The thing about humour, Phil Tibitoski told me, is its ability to mask hidden truths — sometimes, these are things that are actually kind of disquieting. This somber remark seems strange coming from the president at Young Horses, the folk behind Octodad: Dadliest Catch — an amusing game about the difficulty that comes with being a cephalopod who is also caring father.
Turns out, trying to commandeer your limbs when they’re tentacles is a difficult task. Octopi are flabby and squishy, which makes even the simplest of actions hilariously difficult. Nonetheless, Octodad pushes forward for the sake of his family, as any supportive father would.
Dadliest Catch is the followup to 2010’s Octodad, which was developed by a group of about 19 students at DePaul university in a span of a few months.
Officially, the game has specific influences that the entire team can agree on. There’s a bit of Being John Malkovich, Jurrasic Park: Trespasser, and Krang from Teenage Mutant Ninja Turtles, all of which have influenced the unorthodox control scheme needed to capture the onerous nature of having tentacles. The story and setting draw a little from 90’s cartoons, like Rocko’s Modern Life and Ren and Stimpy.
But there’s more to it than that for Tibitoski.
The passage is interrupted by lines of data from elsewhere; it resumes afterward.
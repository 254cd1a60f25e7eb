//! Configuration file support for the ascvd tools.
//!
//! Configuration is loaded from `$XDG_CONFIG_HOME/ascvd/config.toml`.

use crate::{Error, Horizon, Race, Result};
use serde::{Deserialize, Serialize};
use std::path::{Path, PathBuf};

/// Application configuration
#[derive(Clone, Debug, Serialize, Deserialize, Default)]
pub struct Config {
    #[serde(default)]
    pub projection: ProjectionConfig,

    #[serde(default)]
    pub defaults: DefaultsConfig,

    #[serde(default)]
    pub output: OutputConfig,
}

/// Which interventions a report projects, and over which horizon
#[derive(Clone, Debug, Serialize, Deserialize)]
pub struct ProjectionConfig {
    #[serde(default = "default_interventions")]
    pub interventions: Vec<String>,

    #[serde(default = "default_horizon")]
    pub horizon: Horizon,
}

impl Default for ProjectionConfig {
    fn default() -> Self {
        Self {
            interventions: default_interventions(),
            horizon: default_horizon(),
        }
    }
}

/// Values used when an input omits an optional field
#[derive(Clone, Debug, Serialize, Deserialize, Default)]
pub struct DefaultsConfig {
    #[serde(default)]
    pub race: Race,
}

/// Output format for reports
#[derive(Clone, Copy, Debug, Serialize, Deserialize, PartialEq, Eq, Default)]
#[serde(rename_all = "lowercase")]
pub enum OutputFormat {
    #[default]
    Text,
    Json,
}

/// Output configuration
#[derive(Clone, Debug, Serialize, Deserialize, Default)]
pub struct OutputConfig {
    #[serde(default)]
    pub format: OutputFormat,
}

// Default value functions
fn default_interventions() -> Vec<String> {
    vec!["statin".into(), "sysBP".into()]
}

fn default_horizon() -> Horizon {
    Horizon::Lifetime
}

impl Config {
    /// Load configuration from the standard config path
    pub fn load() -> Result<Self> {
        match Self::default_config_path() {
            Some(config_path) if config_path.exists() => Self::load_from(&config_path),
            Some(config_path) => {
                tracing::debug!(
                    "No config file found at {:?}, using defaults",
                    config_path
                );
                Ok(Self::default())
            }
            None => {
                tracing::debug!("No config directory available, using defaults");
                Ok(Self::default())
            }
        }
    }

    /// Load configuration from a specific path
    pub fn load_from(path: &Path) -> Result<Self> {
        let contents = std::fs::read_to_string(path)?;
        let config: Config = toml::from_str(&contents)?;
        config.validate()?;
        tracing::debug!("Loaded config from {:?}", path);
        Ok(config)
    }

    /// Get the default config file path
    pub fn default_config_path() -> Option<PathBuf> {
        dirs::config_dir().map(|base| base.join("ascvd").join("config.toml"))
    }

    /// Save the current configuration to a specific path
    pub fn save_to(&self, path: &Path) -> Result<()> {
        // Ensure parent directory exists
        if let Some(parent) = path.parent() {
            std::fs::create_dir_all(parent)?;
        }

        let contents = toml::to_string_pretty(self)
            .map_err(|e| Error::Config(format!("Failed to serialize config: {}", e)))?;
        std::fs::write(path, contents)?;
        tracing::info!("Saved config to {:?}", path);
        Ok(())
    }

    /// Reject intervention lists that contain only unknown tags
    ///
    /// Individual unknown tags are tolerated at scoring time; a config whose
    /// list resolves to nothing at all is almost certainly a typo.
    pub fn validate(&self) -> Result<()> {
        let tags = &self.projection.interventions;
        if !tags.is_empty() && crate::projection::parse_interventions(tags).is_empty() {
            return Err(Error::Config(format!(
                "no recognized interventions in {:?}",
                tags
            )));
        }
        Ok(())
    }
}

#[cfg(test)]
mod tests {
    use super::*;

    #[test]
    fn test_default_config() {
        let config = Config::default();
        assert_eq!(config.projection.interventions, vec!["statin", "sysBP"]);
        assert_eq!(config.projection.horizon, Horizon::Lifetime);
        assert_eq!(config.defaults.race, Race::Other);
        assert_eq!(config.output.format, OutputFormat::Text);
    }

    #[test]
    fn test_config_roundtrip() {
        let config = Config::default();
        let toml_str = toml::to_string(&config).unwrap();
        let parsed: Config = toml::from_str(&toml_str).unwrap();

        assert_eq!(
            config.projection.interventions,
            parsed.projection.interventions
        );
        assert_eq!(config.projection.horizon, parsed.projection.horizon);
    }

    #[test]
    fn test_partial_config() {
        let toml_str = r#"
[projection]
horizon = "ten"

[output]
format = "json"
"#;
        let config: Config = toml::from_str(toml_str).unwrap();
        assert_eq!(config.projection.horizon, Horizon::Ten);
        assert_eq!(config.projection.interventions, vec!["statin", "sysBP"]); // default
        assert_eq!(config.output.format, OutputFormat::Json);
    }

    #[test]
    fn test_load_and_save_file() {
        let dir = tempfile::tempdir().unwrap();
        let path = dir.path().join("nested").join("config.toml");

        let mut config = Config::default();
        config.defaults.race = Race::Black;
        config.projection.interventions = vec!["aspirin".into()];
        config.save_to(&path).unwrap();

        let loaded = Config::load_from(&path).unwrap();
        assert_eq!(loaded.defaults.race, Race::Black);
        assert_eq!(loaded.projection.interventions, vec!["aspirin"]);
    }

    #[test]
    fn test_rejects_all_unknown_interventions() {
        let dir = tempfile::tempdir().unwrap();
        let path = dir.path().join("config.toml");
        std::fs::write(&path, "[projection]\ninterventions = [\"Statin\", \"yoga\"]\n").unwrap();

        let err = Config::load_from(&path).unwrap_err();
        assert!(matches!(err, Error::Config(_)));
    }

    #[test]
    fn test_malformed_config_is_an_error() {
        let dir = tempfile::tempdir().unwrap();
        let path = dir.path().join("config.toml");
        std::fs::write(&path, "[output]\nformat = \"yaml\"\n").unwrap();

        assert!(matches!(Config::load_from(&path), Err(Error::Toml(_))));
    }
}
Phil told me that ever since he was a child, he made art to try to get people’s attention. He told me that now, as an adult, he’s constantly frustrated that people don’t look as closely as he’d like them to at his work. I ask him what it is about Octodad that people may not see, may not catch onto.
Suddenly, Phil became kind of mum — it seems obvious that he is measuring his words carefully. He explains that doesn’t want to betray anyone. Curious, I ask about his father directly, and it’s like a sigh of both hesitation and relief happen as he starts telling me about his family.
“My parents had me when they were both 19. My dad had barely graduated high school and they got divorced about 3-4 years later,” Phil recalled. His dad got thrown into fatherhood too fast, too young. For Phil, it seemed young enough that his father hadn’t developed the selflessness needed to properly raise a family.
He calls his father “selfish,” though he is sparse on the anecdotes or too many details. It seems obvious that even after all this time, in spite of how his father treated him — Phil told me stories about how he would be forgotten and neglected by his father at times, for example — but it seems as if he wants to protect him.
Instead, he told me about his brother and his relationship with his father. His father has had a “drinking problem for a really long time and a lot of this has rubbed off on my brother because my brother has this dependence on my father,” Phil laments. It wasn’t just drinking, though — there were also hard drugs. Both siblings were exposed to this lifestyle growing up, and his brother ended up falling into the same traps as a way of coping.
As a result, Phil has had to deal with “watch[ing] him die” – he told me how his brother seemed to lose his mind after frying his brain on drugs. His brother would appear suddenly speaking complete nonsense, claiming to “Underst[and] things and could do things none of us could.” He’d tear rooms up with his bare hands, and ultimately became a danger to himself. He would even come to threaten to kill members of his family, ultimately ending up in rehab a couple of times.
All of this would sometimes happen in front of their baby stepsister, who didn’t grow up with their father but would come to suffer the consequences of his actions nonetheless.
Thankfully, the brother is recuperating now and is getting better….but the father hasn’t. Just a few months ago Phil visited him and the day ended up turning into a trip to the hospital after an incident involving a lot of alcohol and getting out of a moving vehicle.
I asked Phil if much of anyone knew about what was going on in his home life when he was growing up. They didn’t. I think about how eager Phil is that people take a closer look at things, and wonder whether or not there’s a connection here.
Knowing this, Octodad becomes a different game. I see a father trying his hardest to do right by his family, but faltering even with the simplest things. It’s not exactly his fault. Circumstances would have it that he’s a freaking octopus. The player has the resolve to ensure that Octodad finds success no matter what he has to do, but it’s impossible to play the game with the finesse needed to avoid stumbling, avoid making a mess of things — often.
Phil said that he knows that his father tried his hardest in spite of it all. “I know he always means well and I know he loves us,” he assured me. Adulthood has taught Phil to respect those good intentions, regardless of the way things turned out.
“Some day in the future I know I want to be a father,” Phil mused. He claimed me he wouldn’t change anything that happened to him, because he knows that it helped mould him into what he is today. He has a clear idea of not just what kind of father he’d like to be, but what kind of man he’d like to be, too. And, without his father, Phil wouldn’t have the sense of humour that he does — a crucial part of Phil’s identity.
I asked him if he thinks Octodad is a good dad. “Octodad is my ideal Dad because he does his best, and in the end that’s all you really can do.”